(Beginning of RECORDS SHOWN)

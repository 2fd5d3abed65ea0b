//! Application Layer - Ports, shared store and the update dispatcher.
//!
//! This layer defines what the synchronization logic needs from the
//! outside world (a push channel and a data source) and the store it
//! writes into. Infrastructure adapters implement the ports.

/// Port interfaces for the push channel and backend fetches.
pub mod ports;

/// Observable cells shared with the view layer.
pub mod store;

/// The update dispatcher.
pub mod services;
//! Reconnection Policy
//!
//! Exponential backoff with jitter between Socket.IO connection attempts.
//! The policy resets whenever a namespace connection is acknowledged, so a
//! long-lived session that drops starts again from the initial delay.

use std::time::Duration;

use rand::Rng;

use crate::infrastructure::config::SocketSettings;

/// Configuration for reconnection behavior.
#[derive(Debug, Clone)]
pub struct ReconnectConfig {
    /// Delay before the first retry.
    pub initial_delay: Duration,
    /// Upper bound for any single delay.
    pub max_delay: Duration,
    /// Growth factor applied per attempt.
    pub multiplier: f64,
    /// Randomization as a fraction of the delay (0.2 = ±20%).
    pub jitter_factor: f64,
    /// Attempts before giving up (0 = never give up).
    pub max_attempts: u32,
}

impl Default for ReconnectConfig {
    fn default() -> Self {
        Self {
            initial_delay: Duration::from_secs(1),
            max_delay: Duration::from_secs(5),
            multiplier: 2.0,
            jitter_factor: 0.5,
            max_attempts: 0,
        }
    }
}

impl ReconnectConfig {
    /// Build from the socket section of the service configuration.
    #[must_use]
    pub fn from_socket_settings(settings: &SocketSettings) -> Self {
        Self {
            initial_delay: settings.reconnect_delay_initial,
            max_delay: settings.reconnect_delay_max,
            multiplier: settings.reconnect_delay_multiplier,
            max_attempts: settings.max_reconnect_attempts,
            ..Self::default()
        }
    }

    /// Delay for the n-th retry (1-based) before jitter.
    #[must_use]
    pub fn base_delay(&self, attempt: u32) -> Duration {
        let exponent = i32::try_from(attempt.saturating_sub(1)).unwrap_or(i32::MAX);
        let factor = self.multiplier.max(1.0).powi(exponent);
        let scaled = self.initial_delay.as_secs_f64() * factor;

        if !scaled.is_finite() || scaled >= self.max_delay.as_secs_f64() {
            return self.max_delay;
        }
        Duration::from_secs_f64(scaled).min(self.max_delay)
    }
}

/// Stateful backoff over one run of the connection loop.
#[derive(Debug)]
pub struct ReconnectPolicy {
    config: ReconnectConfig,
    attempts: u32,
}

impl ReconnectPolicy {
    /// Create a policy with no attempts made.
    #[must_use]
    pub const fn new(config: ReconnectConfig) -> Self {
        Self {
            config,
            attempts: 0,
        }
    }

    /// Delay before the next attempt, or `None` once attempts are exhausted.
    #[must_use]
    pub fn next_delay(&mut self) -> Option<Duration> {
        if !self.should_retry() {
            return None;
        }
        self.attempts += 1;
        Some(self.jittered(self.config.base_delay(self.attempts)))
    }

    /// Forget previous attempts after a successful connection.
    pub const fn reset(&mut self) {
        self.attempts = 0;
    }

    /// Attempts made since the last reset.
    #[must_use]
    pub const fn attempt_count(&self) -> u32 {
        self.attempts
    }

    /// Whether another attempt is allowed.
    #[must_use]
    pub const fn should_retry(&self) -> bool {
        self.config.max_attempts == 0 || self.attempts < self.config.max_attempts
    }

    fn jittered(&self, delay: Duration) -> Duration {
        let factor = self.config.jitter_factor.clamp(0.0, 1.0);
        if factor == 0.0 {
            return delay;
        }
        let spread = delay.as_secs_f64() * factor;
        let offset = rand::rng().random_range(-spread..=spread);
        Duration::from_secs_f64((delay.as_secs_f64() + offset).max(0.001))
    }
}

(End of RECORDS SHOWN)

#### EXERCISE DESCRIPTION
Count every line in the listing above where the string "SocketSettings" occurs, and report the count and nothing more.

#### ANSWER TO THIS PROBLEM
2